Panel Data¶

In this tutorial, we will forecast multiple related time series simultaneously using panel data. Many real forecasting tasks involve groups of related series: regional sales, sensor networks, tourism by destination. Yohou represents these as a single DataFrame where column names encode the group with a __ separator (e.g. T187__tourists, T188__tourists). We will load a multi-series tourism dataset, inspect its panel structure, fit independent models per group with LocalPanelForecaster, evaluate with aggregate and per-group metrics, and visualize the results.

Prerequisites¶

Completed Getting Started

Try it interactively¶

Panel Data Forecasting

Forecast multiple related time series simultaneously using the __ naming convention, LocalPanelForecaster, and per-group scoring.

View · Open in marimo

Load a Panel Dataset¶

The fetch_tourism_monthly function loads monthly tourism series from the Monash forecasting archive. The full dataset contains 366 series of varying length; we select three long series and drop any rows with missing values:

from yohou.datasets import fetch_tourism_monthly

bunch = fetch_tourism_monthly()
y = bunch.frame.select(
    ["time", "T187__tourists", "T188__tourists", "T189__tourists"]
).drop_nulls()
print(f"{len(y)} rows, {len(y.columns)} columns")
print(y.columns)

333 rows, 4 columns
['time', 'T187__tourists', 'T188__tourists', 'T189__tourists']

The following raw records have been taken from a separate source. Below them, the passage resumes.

#[cfg(test)]
mod tests {
    use super::*;

    #[test]
    fn test_data_type_codes_round_trip() {
        for dt in DataType::ALL {
            assert_eq!(DataType::from_code(dt.code()).unwrap(), dt);
        }
        assert!(DataType::from_code(8).is_err());
        assert!(DataType::from_code(-1).is_err());
    }

    #[test]
    fn test_data_type_parse_is_case_insensitive() {
        assert_eq!("uint16".parse::<DataType>().unwrap(), DataType::UInt16);
        assert_eq!("Float64".parse::<DataType>().unwrap(), DataType::Float64);
        assert!("complex".parse::<DataType>().is_err());
    }

    #[test]
    fn test_element_conversion_truncates_and_saturates() {
        assert_eq!(u8::from_f64(2.9), 2);
        assert_eq!(u8::from_f64(300.0), 255);
        assert_eq!(u8::from_f64(-4.0), 0);
        assert_eq!(i16::from_f64(-2.7), -2);
        assert_eq!(f32::from_f64(1.5), 1.5);
    }

    #[test]
    fn test_integer_accumulate_wraps() {
        assert_eq!(250u8.accumulate(10), 4);
        assert_eq!(i8::MAX.accumulate(1), i8::MIN);
        assert_eq!(1.5f64.accumulate(2.0), 3.5);
    }

    #[test]
    fn test_array_info_overflow() {
        let dims = [Dimension::new(usize::MAX), Dimension::new(2)];
        assert!(matches!(
            ArrayInfo::compute(&dims, DataType::UInt8),
            Err(PoolError::SizeOverflow)
        ));
    }

    #[test]
    fn test_sample_buffer_typed_views() {
        let mut buf = SampleBuffer::try_with_len(12).unwrap();
        assert_eq!(buf.len(), 12);
        assert_eq!(buf.byte_capacity(), 16);
        buf.as_mut_slice::<f32>().copy_from_slice(&[1.0, 2.0, 3.0]);
        assert_eq!(buf.as_slice::<f32>(), &[1.0, 2.0, 3.0]);
        assert_eq!(buf.as_slice::<u16>().len(), 6);
    }

    #[test]
    fn test_sample_buffer_set_len_bounds() {
        let mut buf = SampleBuffer::try_with_len(5).unwrap();
        assert!(buf.set_len(8).is_ok());
        assert!(matches!(
            buf.set_len(9),
            Err(PoolError::CapacityExceeded { .. })
        ));
    }
}
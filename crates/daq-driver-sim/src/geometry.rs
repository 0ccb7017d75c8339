//! Region-of-interest resolution against the sensor extent.
//!
//! Requested binning, offset and size are clamped per axis, in order:
//! 1. binning >= 1
//! 2. offset into `[0, max - 1]`
//! 3. size so that `offset + size <= max`
//!
//! Correction is always possible, so resolution never fails. Corrected
//! values are written back to the parameter table.

use daq_core::params::{ParamId, ParamStatus, ParamTable};
use daq_pool::{Dimension, PoolError};
use tracing::warn;

/// Binning, offset and size of one axis, as stored in the parameter table.
#[derive(Debug, Clone, Copy, PartialEq, Eq)]
pub struct AxisGeometry {
    /// Sensor pixels summed into one output pixel.
    pub binning: i32,
    /// First sensor pixel of the region.
    pub offset: i32,
    /// Region width in sensor pixels, before binning.
    pub size: i32,
    /// Output order is reversed along this axis.
    pub reverse: bool,
}

impl AxisGeometry {
    /// Clamp against a sensor axis of `max` pixels.
    ///
    /// A non-positive `max` leaves no valid region; the result then has a
    /// non-positive size and the frame is rejected later.
    #[must_use]
    pub fn resolve(self, max: i32) -> Self {
        let mut axis = self;
        if axis.binning < 1 {
            axis.binning = 1;
        }
        if axis.offset < 0 {
            axis.offset = 0;
        }
        let last = max.saturating_sub(1);
        if axis.offset > last {
            axis.offset = last;
        }
        if axis.offset.saturating_add(axis.size) > max {
            axis.size = max.saturating_sub(axis.offset);
        }
        axis
    }

    /// Conversion request for this axis.
    pub fn to_dimension(self) -> Result<Dimension, PoolError> {
        let field = |name: &str, v: i32| {
            usize::try_from(v).map_err(|_| {
                PoolError::InvalidConversion(format!("region {name} {v} is negative"))
            })
        };
        Ok(Dimension {
            size: field("size", self.size)?,
            offset: field("offset", self.offset)?,
            binning: field("binning", self.binning)?,
            reverse: self.reverse,
        })
    }
}

/// Parameter ids backing one axis.
struct AxisParams {
    binning: ParamId,
    offset: ParamId,
    size: ParamId,
    reverse: ParamId,
    max: ParamId,
}

const X_PARAMS: AxisParams = AxisParams {
    binning: ParamId::BinX,
    offset: ParamId::MinX,
    size: ParamId::SizeX,
    reverse: ParamId::ReverseX,
    max: ParamId::MaxSizeX,
};

const Y_PARAMS: AxisParams = AxisParams {
    binning: ParamId::BinY,
    offset: ParamId::MinY,
    size: ParamId::SizeY,
    reverse: ParamId::ReverseY,
    max: ParamId::MaxSizeY,
};

/// Resolved region of interest for both axes.
#[derive(Debug, Clone, Copy, PartialEq, Eq)]
pub struct Geometry {
    /// Horizontal axis.
    pub x: AxisGeometry,
    /// Vertical axis.
    pub y: AxisGeometry,
    /// Sensor extent the region was clamped against.
    pub max_x: i32,
    /// See `max_x`.
    pub max_y: i32,
}

impl Geometry {
    /// Read the requested region from `params`, clamp it to the sensor and
    /// write any corrections back.
    ///
    /// Read failures fall back to the full unbinned sensor and are recorded
    /// in `status`.
    pub fn resolve(params: &mut ParamTable, status: &mut ParamStatus) -> Self {
        let (x, max_x) = resolve_axis(params, status, &X_PARAMS);
        let (y, max_y) = resolve_axis(params, status, &Y_PARAMS);
        Self { x, y, max_x, max_y }
    }

    /// Conversion request extracting this region from a full sensor frame.
    pub fn request(&self) -> Result<[Dimension; 2], PoolError> {
        Ok([self.x.to_dimension()?, self.y.to_dimension()?])
    }
}

fn resolve_axis(
    params: &mut ParamTable,
    status: &mut ParamStatus,
    ids: &AxisParams,
) -> (AxisGeometry, i32) {
    let max = status.take(params.get_int(ids.max), 0);
    let requested = AxisGeometry {
        binning: status.take(params.get_int(ids.binning), 1),
        offset: status.take(params.get_int(ids.offset), 0),
        size: status.take(params.get_int(ids.size), max),
        reverse: status.take(params.get_int(ids.reverse), 0) != 0,
    };

    let resolved = requested.resolve(max);

    for (id, before, after) in [
        (ids.binning, requested.binning, resolved.binning),
        (ids.offset, requested.offset, resolved.offset),
        (ids.size, requested.size, resolved.size),
    ] {
        if before != after {
            warn!(param = %id, requested = before, resolved = after, max, "Clamped region parameter");
            status.check(params.set_int(id, after));
        }
    }

    (resolved, max)
}
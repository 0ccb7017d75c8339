//! Outward frame delivery.
//!
//! A detector publishes each completed frame to every registered
//! [`FrameObserver`]. Observers are called synchronously on the detector's
//! worker thread with no detector lock held, so an observer may call back
//! into the detector's command interface.

use daq_pool::NdArray;
use std::sync::Arc;

/// Handle returned when registering a frame observer, used for unregistration.
#[derive(Debug, Clone, Copy, PartialEq, Eq, Hash)]
pub struct ObserverHandle(pub u64);

impl ObserverHandle {
    #[must_use]
    pub fn new(id: u64) -> Self {
        Self(id)
    }

    /// Get the internal ID (for debugging/logging).
    #[must_use]
    pub fn id(&self) -> u64 {
        self.0
    }
}

/// Receiver of published frames.
///
/// # Contract
///
/// - `on_frame()` runs on the acquisition thread; a slow observer delays the
///   next frame, it does not drop it
/// - The frame is shared: clone the `Arc` to keep it beyond the call. Its
///   buffer returns to the pool when the last clone is dropped
/// - Unregistering from inside `on_frame()` is allowed; the removal takes
///   effect from the next frame
///
/// # Example
///
/// ```
/// use daq_core::capabilities::FrameObserver;
/// use daq_pool::NdArray;
/// use std::sync::atomic::{AtomicI32, Ordering};
/// use std::sync::Arc;
///
/// struct LastId(AtomicI32);
///
/// impl FrameObserver for LastId {
///     fn on_frame(&self, frame: &Arc<NdArray>, _addr: usize) {
///         self.0.store(frame.unique_id, Ordering::Relaxed);
///     }
///
///     fn name(&self) -> &'static str {
///         "last_id"
///     }
/// }
/// ```
pub trait FrameObserver: Send + Sync {
    /// Called once per published frame with the detector address it came from.
    fn on_frame(&self, frame: &Arc<NdArray>, addr: usize);

    /// Optional: Return a descriptive name for this observer (for debugging/logging).
    fn name(&self) -> &'static str {
        "unnamed_observer"
    }
}
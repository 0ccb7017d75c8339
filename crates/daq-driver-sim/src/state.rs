//! State shared between the command handler and the acquisition worker.
//!
//! One mutex guards the parameter table and acquisition bookkeeping. Start
//! and stop requests are flags in that state paired with condition
//! variables, so a request raised before the worker starts waiting is not
//! lost. Each flag is consumed by the wait that observes it.

use daq_core::capabilities::{FrameObserver, ObserverHandle};
use daq_core::params::{ParamTable, ParamUpdate};
use daq_pool::NdArray;
use parking_lot::{Condvar, Mutex, MutexGuard, RwLock};
use std::sync::atomic::{AtomicU64, Ordering};
use std::sync::{Arc, Weak};
use std::time::Duration;
use tokio::sync::broadcast;
use tracing::{debug, warn};

/// Capacity of the parameter change channel.
pub(crate) const UPDATE_CHANNEL_CAPACITY: usize = 1024;

/// Fields protected by the detector lock.
#[derive(Debug)]
pub(crate) struct DetectorState {
    pub(crate) params: ParamTable,
    /// Frames left in the current acquisition; -1 is unbounded.
    pub(crate) images_remaining: i32,
    pub(crate) start_pending: bool,
    pub(crate) stop_pending: bool,
    pub(crate) shutdown: bool,
    /// Most recently published frame, not kept alive by the detector.
    pub(crate) last_frame: Option<Weak<NdArray>>,
}

/// How a timed wait ended.
#[derive(Debug, Clone, Copy, PartialEq, Eq)]
pub(crate) enum WaitOutcome {
    TimedOut,
    Stopped,
    Shutdown,
}

type ObserverList = Vec<(ObserverHandle, Arc<dyn FrameObserver>)>;

pub(crate) struct Shared {
    pub(crate) port_name: String,
    pub(crate) state: Mutex<DetectorState>,
    start_cv: Condvar,
    stop_cv: Condvar,
    updates: broadcast::Sender<ParamUpdate>,
    observers: RwLock<ObserverList>,
    next_observer_id: AtomicU64,
}

impl Shared {
    pub(crate) fn new(port_name: String, params: ParamTable) -> Self {
        let (updates, _) = broadcast::channel(UPDATE_CHANNEL_CAPACITY);
        Self {
            port_name,
            state: Mutex::new(DetectorState {
                params,
                images_remaining: 0,
                start_pending: false,
                stop_pending: false,
                shutdown: false,
                last_frame: None,
            }),
            start_cv: Condvar::new(),
            stop_cv: Condvar::new(),
            updates,
            observers: RwLock::new(Vec::new()),
            next_observer_id: AtomicU64::new(1),
        }
    }

    // -------------------------------------------------------------------------
    // Change notification
    // -------------------------------------------------------------------------

    /// Send queued parameter notifications. Called with the lock held so
    /// notifications leave in the order the changes were made.
    pub(crate) fn flush(&self, state: &mut DetectorState) {
        for update in state.params.flush() {
            // No subscribers is not an error.
            let _ = self.updates.send(update);
        }
    }

    pub(crate) fn subscribe(&self) -> broadcast::Receiver<ParamUpdate> {
        self.updates.subscribe()
    }

    // -------------------------------------------------------------------------
    // Signals
    // -------------------------------------------------------------------------

    pub(crate) fn signal_start(&self, state: &mut DetectorState) {
        state.start_pending = true;
        self.start_cv.notify_one();
    }

    pub(crate) fn signal_stop(&self, state: &mut DetectorState) {
        state.stop_pending = true;
        self.stop_cv.notify_one();
    }

    pub(crate) fn signal_shutdown(&self, state: &mut DetectorState) {
        state.shutdown = true;
        self.start_cv.notify_all();
        self.stop_cv.notify_all();
    }

    /// Block until a start request arrives. Returns `false` on shutdown.
    pub(crate) fn wait_for_start(&self, guard: &mut MutexGuard<'_, DetectorState>) -> bool {
        self.start_cv
            .wait_while(guard, |s| !s.start_pending && !s.shutdown);
        if guard.shutdown {
            return false;
        }
        guard.start_pending = false;
        true
    }

    /// Block for up to `timeout` or until a stop request arrives.
    pub(crate) fn wait_for_stop(
        &self,
        guard: &mut MutexGuard<'_, DetectorState>,
        timeout: Duration,
    ) -> WaitOutcome {
        let _ = self
            .stop_cv
            .wait_while_for(guard, |s| !s.stop_pending && !s.shutdown, timeout);
        if guard.shutdown {
            WaitOutcome::Shutdown
        } else if guard.stop_pending {
            guard.stop_pending = false;
            WaitOutcome::Stopped
        } else {
            WaitOutcome::TimedOut
        }
    }

    // -------------------------------------------------------------------------
    // Observers
    // -------------------------------------------------------------------------

    pub(crate) fn register_observer(&self, observer: Arc<dyn FrameObserver>) -> ObserverHandle {
        let handle = ObserverHandle::new(self.next_observer_id.fetch_add(1, Ordering::Relaxed));
        debug!(observer = observer.name(), handle = handle.id(), "Registered frame observer");
        self.observers.write().push((handle, observer));
        handle
    }

    pub(crate) fn unregister_observer(&self, handle: ObserverHandle) -> bool {
        let mut observers = self.observers.write();
        let before = observers.len();
        observers.retain(|(h, _)| *h != handle);
        let removed = observers.len() != before;
        if !removed {
            warn!(handle = handle.id(), "Unregister of unknown frame observer");
        }
        removed
    }

    /// Deliver `frame` to every observer. Must be called without the
    /// detector lock held.
    pub(crate) fn publish(&self, frame: &Arc<NdArray>, addr: usize) {
        let snapshot: ObserverList = self.observers.read().clone();
        for (_, observer) in &snapshot {
            observer.on_frame(frame, addr);
        }
    }
}
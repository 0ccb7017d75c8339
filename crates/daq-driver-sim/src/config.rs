//! Simulated detector configuration.
//!
//! Loaded with figment from, in increasing priority:
//! 1. built-in defaults
//! 2. an optional TOML file
//! 3. `SIM_DAQ_` prefixed environment variables (`SIM_DAQ_MAX_SIZE_X=512`)
//!
//! ```toml
//! port_name = "SIM1"
//! max_size_x = 1024
//! max_size_y = 1024
//! data_type = "UInt16"
//! max_buffers = 50
//! max_memory = 0
//! sleep_quantum_s = 0.001
//! ```

use daq_core::error::DaqError;
use daq_pool::DataType;
use figment::{
    providers::{Env, Format, Serialized, Toml},
    Figment,
};
use serde::{Deserialize, Serialize};
use std::path::Path;
use std::time::Duration;
use tracing::{debug, info};

/// Environment variable prefix for configuration overrides.
pub const ENV_PREFIX: &str = "SIM_DAQ_";

/// Error types for config loading.
#[derive(Debug, thiserror::Error)]
pub enum ConfigLoadError {
    /// File not found
    #[error("Config file not found: {0}")]
    NotFound(String),

    /// Parse error (invalid TOML or wrong value types)
    #[error("Failed to parse config: {0}")]
    ParseError(String),

    /// Validation error
    #[error("Config validation failed: {0}")]
    ValidationError(#[from] DaqError),
}

/// Construction parameters of a simulated detector.
#[derive(Debug, Clone, PartialEq, Serialize, Deserialize)]
pub struct SimDetectorConfig {
    /// Name the detector reports itself under (default: "SIM1")
    #[serde(default = "default_port_name")]
    pub port_name: String,

    /// Sensor width in pixels (default: 1024)
    #[serde(default = "default_max_size")]
    pub max_size_x: u32,

    /// Sensor height in pixels (default: 1024)
    #[serde(default = "default_max_size")]
    pub max_size_y: u32,

    /// Initial element type (default: UInt8)
    #[serde(default = "default_data_type")]
    pub data_type: DataType,

    /// Maximum output frames alive at once (default: 50)
    #[serde(default = "default_max_buffers")]
    pub max_buffers: usize,

    /// Maximum bytes held by output frames, 0 = unlimited (default: 0)
    #[serde(default)]
    pub max_memory: usize,

    /// Waits shorter than this are skipped (default: 0.001)
    #[serde(default = "default_sleep_quantum")]
    pub sleep_quantum_s: f64,
}

fn default_port_name() -> String {
    "SIM1".to_string()
}
fn default_max_size() -> u32 {
    1024
}
fn default_data_type() -> DataType {
    DataType::UInt8
}
fn default_max_buffers() -> usize {
    50
}
fn default_sleep_quantum() -> f64 {
    0.001
}

impl Default for SimDetectorConfig {
    fn default() -> Self {
        Self {
            port_name: default_port_name(),
            max_size_x: default_max_size(),
            max_size_y: default_max_size(),
            data_type: default_data_type(),
            max_buffers: default_max_buffers(),
            max_memory: 0,
            sleep_quantum_s: default_sleep_quantum(),
        }
    }
}

impl SimDetectorConfig {
    /// Check values that deserialize but cannot drive a detector.
    pub fn validate(&self) -> Result<(), DaqError> {
        if self.port_name.is_empty() {
            return Err(DaqError::Configuration("port_name must not be empty".into()));
        }
        if self.max_size_x == 0 || self.max_size_y == 0 {
            return Err(DaqError::Configuration(format!(
                "sensor size must be non-zero, got {}x{}",
                self.max_size_x, self.max_size_y
            )));
        }
        if i32::try_from(self.max_size_x).is_err() || i32::try_from(self.max_size_y).is_err() {
            return Err(DaqError::Configuration(format!(
                "sensor size {}x{} exceeds the parameter range",
                self.max_size_x, self.max_size_y
            )));
        }
        if self.max_buffers == 0 {
            return Err(DaqError::Configuration("max_buffers must be > 0".into()));
        }
        if !self.sleep_quantum_s.is_finite() || self.sleep_quantum_s < 0.0 {
            return Err(DaqError::Configuration(format!(
                "sleep_quantum_s must be a non-negative number, got {}",
                self.sleep_quantum_s
            )));
        }
        if Duration::try_from_secs_f64(self.sleep_quantum_s).is_err() {
            return Err(DaqError::Configuration(format!(
                "sleep_quantum_s {} is too large",
                self.sleep_quantum_s
            )));
        }
        Ok(())
    }

    /// Sleep quantum as a duration. Zero if the value does not pass
    /// [`validate`](Self::validate).
    #[must_use]
    pub fn sleep_quantum(&self) -> Duration {
        Duration::try_from_secs_f64(self.sleep_quantum_s).unwrap_or(Duration::ZERO)
    }

    /// Load from defaults, an optional TOML file and the environment, then validate.
    pub fn load(path: Option<&Path>) -> Result<Self, ConfigLoadError> {
        let mut figment = Figment::from(Serialized::defaults(Self::default()));

        if let Some(path) = path {
            if !path.exists() {
                return Err(ConfigLoadError::NotFound(path.display().to_string()));
            }
            debug!("Loading detector config from: {}", path.display());
            figment = figment.merge(Toml::file(path));
        }

        Self::extract(figment.merge(Env::prefixed(ENV_PREFIX)))
    }

    /// Parse a TOML string over the defaults, then validate. Ignores the environment.
    pub fn from_toml_str(toml: &str) -> Result<Self, ConfigLoadError> {
        Self::extract(Figment::from(Serialized::defaults(Self::default())).merge(Toml::string(toml)))
    }

    fn extract(figment: Figment) -> Result<Self, ConfigLoadError> {
        let config: Self = figment
            .extract()
            .map_err(|e| ConfigLoadError::ParseError(e.to_string()))?;
        config.validate()?;

        info!(
            port = %config.port_name,
            max_size_x = config.max_size_x,
            max_size_y = config.max_size_y,
            data_type = %config.data_type,
            "Loaded detector config"
        );
        Ok(config)
    }
}
//! Error types for the detector stack.
//!
//! - [`ParamError`]: a parameter-store access failed (wrong kind, undefined
//!   value, unknown name, out-of-range code)
//! - [`DaqError`]: the umbrella error returned by detector construction and
//!   control operations. Pool and parameter errors convert into it with `?`.
//!
//! Errors raised on the acquisition worker never propagate out of it; the
//! worker logs them and skips the cycle.

use crate::params::{ParamId, ParamKind};
use daq_pool::PoolError;
use thiserror::Error;

/// Parameter-store access failure.
#[derive(Error, Debug, Clone, PartialEq, Eq)]
pub enum ParamError {
    /// The value kind does not match the parameter's declared kind.
    #[error("parameter {id} holds {expected}, accessed as {actual}")]
    WrongType {
        id: ParamId,
        expected: ParamKind,
        actual: ParamKind,
    },

    /// The parameter has never been set.
    #[error("parameter {0} is undefined")]
    Undefined(ParamId),

    /// No parameter has this driver-info name.
    #[error("unknown parameter name '{0}'")]
    UnknownName(String),

    /// An enumerated parameter holds a code outside its enumeration.
    #[error("parameter {id} value {value} is out of range")]
    OutOfRange { id: ParamId, value: i32 },
}

/// Convenience alias for results using the application error type.
pub type AppResult<T> = std::result::Result<T, DaqError>;

/// Primary error type for detector construction and control.
#[derive(Error, Debug)]
pub enum DaqError {
    /// Configuration validation failed.
    ///
    /// Occurs when configuration values parse correctly but fail semantic
    /// validation (zero sensor extent, zero buffer count, negative sleep
    /// quantum).
    ///
    /// **Error Type**: Permanent - requires fixing the configuration values.
    ///
    /// **Recovery Strategy**: Abort startup, display validation error message.
    ///
    /// # Example
    ///
    /// ```rust
    /// use daq_core::error::DaqError;
    ///
    /// fn validate_extent(max_size_x: u32) -> Result<(), DaqError> {
    ///     if max_size_x == 0 {
    ///         return Err(DaqError::Configuration(
    ///             "max_size_x must be > 0".into()
    ///         ));
    ///     }
    ///     Ok(())
    /// }
    /// ```
    #[error("Configuration validation error: {0}")]
    Configuration(String),

    /// A parameter-store access failed.
    ///
    /// **Error Type**: Permanent for the current request. Control writes with
    /// the wrong value kind or to an unknown name fail here.
    ///
    /// **Recovery Strategy**: Correct the request; the detector state is
    /// unchanged.
    #[error("Parameter error: {0}")]
    Param(#[from] ParamError),

    /// Frame memory could not be obtained.
    ///
    /// Occurs when the raw frame buffer cannot grow to the sensor size or the
    /// system allocator refuses the request.
    ///
    /// **Error Type**: Usually transient - frames in flight still hold memory.
    ///
    /// **Recovery Strategy**: The acquisition worker skips the cycle and
    /// retries on the next one.
    #[error("Failed to allocate {bytes} bytes of frame memory")]
    Allocation { bytes: usize },

    /// The frame pool refused an allocation or conversion.
    ///
    /// **Error Type**: Transient when caused by pool limits, permanent for an
    /// invalid conversion request.
    ///
    /// **Recovery Strategy**: The acquisition worker skips the cycle; raise
    /// `max_buffers` or `max_memory` if it persists.
    #[error("Frame pool error: {0}")]
    Pool(#[from] PoolError),

    /// Standard I/O operation failed.
    ///
    /// Covers spawning the acquisition thread.
    #[error("I/O error: {0}")]
    Io(#[from] std::io::Error),

    /// The detector has been shut down.
    #[error("Detector '{0}' has been shut down")]
    ShutDown(String),
}
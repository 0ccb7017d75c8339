//! Simulated area detector driver
//!
//! A detector that synthesizes images instead of reading a sensor, driven
//! entirely through parameter writes the way a hardware camera driver is.
//!
//! # Components
//!
//! - [`RawFrame`] - full-sensor working image, grow-only, owned by the worker
//! - [`synth`] - ramp / accumulate image synthesis for every element type
//! - [`geometry`] - region-of-interest clamping with write-back
//! - [`acquisition`] - the worker thread's Idle / Acquire / Readout loop
//! - [`command`] - side effects of parameter writes (start, stop, reset)
//! - [`SimDetector`] - owns all of the above
//!
//! # Frame Flow
//!
//! ```text
//! write_int(Acquire, 1) ──► start signal ──► worker wakes
//!   ──► exposure wait ──► resolve region ──► synthesize into RawFrame
//!   ──► ArrayPool::convert (crop / bin / reverse / cast)
//!   ──► FrameObserver::on_frame(Arc<NdArray>, addr)
//! ```

pub mod acquisition;
pub mod command;
pub mod config;
pub mod detector;
pub mod frame_buffer;
pub mod geometry;
mod state;
pub mod synth;

pub use config::{ConfigLoadError, SimDetectorConfig};
pub use detector::SimDetector;
pub use frame_buffer::RawFrame;
pub use geometry::{AxisGeometry, Geometry};
pub use synth::SynthParams;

Notice the column names use the {group}__{variable} convention. The text before __ identifies the panel group (a tourism region); the text after __ is the variable name. Every group shares the same variable suffix (tourists).

print(y.head())

shape: (5, 4)
┌─────────────────────┬────────────────┬────────────────┬────────────────┐
│ time                ┆ T187__tourists ┆ T188__tourists ┆ T189__tourists │
│ ---                 ┆ ---            ┆ ---            ┆ ---            │
│ datetime[μs]        ┆ f64            ┆ f64            ┆ f64            │
╞═════════════════════╪════════════════╪════════════════╪════════════════╡
│ 1980-01-01 00:00:00 ┆ 13328.0        ┆ 4696.0         ┆ 1556.0         │
│ 1980-02-01 00:00:00 ┆ 11352.0        ┆ 4284.0         ┆ 2424.0         │
│ 1980-03-01 00:00:00 ┆ 12048.0        ┆ 3600.0         ┆ 2324.0         │
│ 1980-04-01 00:00:00 ┆ 8876.0         ┆ 3517.0         ┆ 2164.0         │
│ 1980-05-01 00:00:00 ┆ 7708.0         ┆ 3700.0         ┆ 2256.0         │
└─────────────────────┴────────────────┴────────────────┴────────────────┘

Inspect the Panel Structure¶

The inspect_panel utility separates global columns (without __) from panel groups:

from yohou.utils.panel import inspect_panel

global_names, panel_groups = inspect_panel(y)
print(f"Global columns: {global_names}")
print(f"Panel groups: {panel_groups}")

Global columns: []
Panel groups: {'T187': ['T187__tourists'], 'T188': ['T188__tourists'], 'T189': ['T189__tourists']}

Each key is a group name, and the value lists the full column names for that group. Since this dataset contains only panel columns (no shared features across groups), global_names is empty.

Explore the Data¶

plot_time_series automatically detects panel columns and creates faceted subplots:

from yohou.plotting import plot_time_series

plot_time_series(y, title="Tourism by Region")

Each region shows a clear annual seasonal pattern, but at different scales. T187 has the highest visitor counts, T189 the lowest. This is typical of panel data: shared patterns with group-level differences.

Train/Test Split¶

Split the data using train_test_split, keeping the last 12 months for testing:

from yohou.model_selection import train_test_split

forecasting_horizon = 12
y_train, y_test = train_test_split(y, test_size=forecasting_horizon)
print(f"Train: {len(y_train)} months, Test: {len(y_test)} months")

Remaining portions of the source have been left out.